=== Prompt ===
Would you restate word for word the lines of the listing, beginning at the first and ending with the line that holds "const NULL_CONST: i32"?
(Extracted records)
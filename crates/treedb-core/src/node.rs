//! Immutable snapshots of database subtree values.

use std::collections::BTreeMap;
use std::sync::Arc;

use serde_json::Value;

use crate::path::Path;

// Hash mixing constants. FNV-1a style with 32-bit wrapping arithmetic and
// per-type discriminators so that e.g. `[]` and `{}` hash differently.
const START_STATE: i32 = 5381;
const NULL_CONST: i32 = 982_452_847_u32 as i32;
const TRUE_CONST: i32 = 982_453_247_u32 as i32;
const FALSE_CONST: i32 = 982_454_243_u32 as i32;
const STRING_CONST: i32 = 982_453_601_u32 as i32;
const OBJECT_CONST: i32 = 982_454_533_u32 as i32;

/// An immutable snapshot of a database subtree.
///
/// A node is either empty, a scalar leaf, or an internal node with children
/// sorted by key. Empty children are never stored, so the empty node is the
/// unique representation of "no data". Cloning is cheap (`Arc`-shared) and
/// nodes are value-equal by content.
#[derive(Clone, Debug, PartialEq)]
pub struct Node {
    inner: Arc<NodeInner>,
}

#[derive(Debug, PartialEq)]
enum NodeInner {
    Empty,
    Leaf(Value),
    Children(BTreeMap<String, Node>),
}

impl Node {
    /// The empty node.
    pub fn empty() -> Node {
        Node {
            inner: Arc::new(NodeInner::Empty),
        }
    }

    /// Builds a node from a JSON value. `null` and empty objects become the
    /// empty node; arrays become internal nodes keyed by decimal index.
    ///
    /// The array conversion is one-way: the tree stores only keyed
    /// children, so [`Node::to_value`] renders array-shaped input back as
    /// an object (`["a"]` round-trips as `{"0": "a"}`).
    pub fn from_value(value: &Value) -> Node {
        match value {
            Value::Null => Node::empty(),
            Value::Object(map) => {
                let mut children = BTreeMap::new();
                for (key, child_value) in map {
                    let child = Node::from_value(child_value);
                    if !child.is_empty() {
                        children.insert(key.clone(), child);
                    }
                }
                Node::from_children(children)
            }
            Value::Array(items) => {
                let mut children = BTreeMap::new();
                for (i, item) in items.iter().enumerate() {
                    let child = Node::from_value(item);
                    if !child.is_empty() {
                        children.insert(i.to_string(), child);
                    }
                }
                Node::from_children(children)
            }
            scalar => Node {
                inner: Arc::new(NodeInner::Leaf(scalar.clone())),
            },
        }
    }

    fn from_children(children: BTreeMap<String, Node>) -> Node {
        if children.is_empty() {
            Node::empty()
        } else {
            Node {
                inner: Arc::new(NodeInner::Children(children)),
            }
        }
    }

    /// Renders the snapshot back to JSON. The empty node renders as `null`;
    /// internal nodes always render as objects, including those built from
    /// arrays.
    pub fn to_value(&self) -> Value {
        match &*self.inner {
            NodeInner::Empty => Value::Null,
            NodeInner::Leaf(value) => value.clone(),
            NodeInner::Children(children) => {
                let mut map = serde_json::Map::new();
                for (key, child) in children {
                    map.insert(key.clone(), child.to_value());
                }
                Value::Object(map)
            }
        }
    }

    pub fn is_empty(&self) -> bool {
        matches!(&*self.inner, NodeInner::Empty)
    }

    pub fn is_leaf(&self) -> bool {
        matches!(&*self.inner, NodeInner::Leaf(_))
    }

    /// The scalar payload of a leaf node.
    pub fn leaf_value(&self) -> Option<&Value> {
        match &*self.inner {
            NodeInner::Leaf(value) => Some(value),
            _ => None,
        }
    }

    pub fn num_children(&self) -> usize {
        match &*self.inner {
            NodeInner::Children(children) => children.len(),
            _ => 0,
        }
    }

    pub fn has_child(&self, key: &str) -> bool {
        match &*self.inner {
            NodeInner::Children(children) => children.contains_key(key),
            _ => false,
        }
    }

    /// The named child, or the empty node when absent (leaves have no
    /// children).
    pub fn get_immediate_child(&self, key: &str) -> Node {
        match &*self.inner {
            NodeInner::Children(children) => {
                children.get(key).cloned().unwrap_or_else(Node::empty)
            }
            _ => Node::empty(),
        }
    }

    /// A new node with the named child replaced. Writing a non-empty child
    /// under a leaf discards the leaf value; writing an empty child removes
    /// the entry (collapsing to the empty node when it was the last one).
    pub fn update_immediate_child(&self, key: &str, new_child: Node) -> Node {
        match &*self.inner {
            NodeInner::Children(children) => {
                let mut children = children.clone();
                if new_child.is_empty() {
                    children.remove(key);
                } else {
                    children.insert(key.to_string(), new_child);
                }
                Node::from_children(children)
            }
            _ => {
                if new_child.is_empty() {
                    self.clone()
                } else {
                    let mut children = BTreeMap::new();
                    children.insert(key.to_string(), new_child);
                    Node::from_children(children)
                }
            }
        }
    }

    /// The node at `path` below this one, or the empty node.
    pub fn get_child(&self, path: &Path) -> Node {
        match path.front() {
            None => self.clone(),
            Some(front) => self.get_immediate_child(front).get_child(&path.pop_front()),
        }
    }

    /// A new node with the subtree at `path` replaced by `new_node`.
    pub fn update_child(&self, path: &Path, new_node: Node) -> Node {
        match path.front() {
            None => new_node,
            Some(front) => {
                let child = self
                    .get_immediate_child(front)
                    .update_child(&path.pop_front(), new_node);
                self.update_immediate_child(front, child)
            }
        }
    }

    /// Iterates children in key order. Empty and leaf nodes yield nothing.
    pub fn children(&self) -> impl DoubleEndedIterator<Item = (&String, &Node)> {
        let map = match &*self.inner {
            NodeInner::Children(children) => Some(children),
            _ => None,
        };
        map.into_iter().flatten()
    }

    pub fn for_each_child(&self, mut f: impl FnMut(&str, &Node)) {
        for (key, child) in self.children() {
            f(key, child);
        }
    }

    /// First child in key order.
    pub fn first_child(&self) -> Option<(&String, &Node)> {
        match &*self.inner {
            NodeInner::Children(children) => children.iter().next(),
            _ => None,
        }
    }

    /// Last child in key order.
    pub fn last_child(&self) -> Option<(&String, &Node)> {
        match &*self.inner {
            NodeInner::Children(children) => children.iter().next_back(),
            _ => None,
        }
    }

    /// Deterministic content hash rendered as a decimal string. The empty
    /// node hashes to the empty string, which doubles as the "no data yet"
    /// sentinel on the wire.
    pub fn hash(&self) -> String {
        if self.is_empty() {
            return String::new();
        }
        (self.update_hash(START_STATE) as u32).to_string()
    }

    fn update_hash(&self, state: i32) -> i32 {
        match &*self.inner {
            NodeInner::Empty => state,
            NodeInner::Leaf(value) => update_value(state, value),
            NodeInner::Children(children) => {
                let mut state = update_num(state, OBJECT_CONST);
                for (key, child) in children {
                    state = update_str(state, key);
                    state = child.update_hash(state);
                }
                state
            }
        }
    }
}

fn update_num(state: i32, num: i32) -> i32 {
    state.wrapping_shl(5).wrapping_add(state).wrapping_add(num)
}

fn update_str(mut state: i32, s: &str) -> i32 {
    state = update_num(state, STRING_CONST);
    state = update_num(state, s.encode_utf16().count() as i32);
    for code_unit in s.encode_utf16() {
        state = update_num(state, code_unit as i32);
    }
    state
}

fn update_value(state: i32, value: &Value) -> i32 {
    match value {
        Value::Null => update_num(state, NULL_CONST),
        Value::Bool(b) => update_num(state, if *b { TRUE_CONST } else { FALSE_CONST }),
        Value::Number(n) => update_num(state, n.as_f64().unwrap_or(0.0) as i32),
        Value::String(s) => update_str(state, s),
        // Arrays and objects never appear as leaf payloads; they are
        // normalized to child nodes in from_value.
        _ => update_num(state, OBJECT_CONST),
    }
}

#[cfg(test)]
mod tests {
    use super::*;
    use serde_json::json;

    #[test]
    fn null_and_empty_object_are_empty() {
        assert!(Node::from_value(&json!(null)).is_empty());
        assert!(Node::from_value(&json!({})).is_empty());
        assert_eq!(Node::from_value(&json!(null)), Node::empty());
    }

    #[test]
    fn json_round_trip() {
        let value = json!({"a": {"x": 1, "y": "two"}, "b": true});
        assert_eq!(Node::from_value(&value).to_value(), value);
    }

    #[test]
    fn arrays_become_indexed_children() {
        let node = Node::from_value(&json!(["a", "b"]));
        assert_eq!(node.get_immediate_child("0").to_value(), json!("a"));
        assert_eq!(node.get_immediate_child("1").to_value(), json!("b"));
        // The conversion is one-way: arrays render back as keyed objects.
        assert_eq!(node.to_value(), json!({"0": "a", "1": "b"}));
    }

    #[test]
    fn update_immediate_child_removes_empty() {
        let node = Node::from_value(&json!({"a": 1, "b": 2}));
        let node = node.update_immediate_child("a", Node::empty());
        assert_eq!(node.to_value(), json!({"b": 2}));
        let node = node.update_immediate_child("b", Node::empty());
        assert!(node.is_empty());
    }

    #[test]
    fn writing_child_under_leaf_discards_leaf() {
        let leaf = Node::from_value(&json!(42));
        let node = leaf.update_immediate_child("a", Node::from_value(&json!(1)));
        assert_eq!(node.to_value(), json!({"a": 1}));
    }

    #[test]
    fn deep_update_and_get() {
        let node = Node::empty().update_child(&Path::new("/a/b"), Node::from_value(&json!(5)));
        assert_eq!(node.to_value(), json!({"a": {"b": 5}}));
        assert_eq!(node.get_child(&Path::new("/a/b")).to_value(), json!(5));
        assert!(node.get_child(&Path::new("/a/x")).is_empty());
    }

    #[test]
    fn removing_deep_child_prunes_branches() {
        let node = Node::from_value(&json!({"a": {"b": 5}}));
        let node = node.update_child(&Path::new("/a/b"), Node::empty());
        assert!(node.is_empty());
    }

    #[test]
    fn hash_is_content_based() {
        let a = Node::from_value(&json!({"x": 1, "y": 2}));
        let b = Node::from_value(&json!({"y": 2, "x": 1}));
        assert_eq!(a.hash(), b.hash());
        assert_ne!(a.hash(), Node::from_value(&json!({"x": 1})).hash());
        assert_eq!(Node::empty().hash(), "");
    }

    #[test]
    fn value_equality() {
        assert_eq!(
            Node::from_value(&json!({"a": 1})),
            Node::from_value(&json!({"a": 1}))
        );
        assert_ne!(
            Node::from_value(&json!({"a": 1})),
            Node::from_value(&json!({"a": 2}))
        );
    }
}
(End Extracted records)
=== Answer to the problem ===
filename crates/treedb-core/src/node.rs
//! Immutable snapshots of database subtree values.

use std::collections::BTreeMap;
use std::sync::Arc;

use serde_json::Value;

use crate::path::Path;

// Hash mixing constants. FNV-1a style with 32-bit wrapping arithmetic and
// per-type discriminators so that e.g. `[]` and `{}` hash differently.
const START_STATE: i32 = 5381;
const NULL_CONST: i32 = 982_452_847_u32 as i32;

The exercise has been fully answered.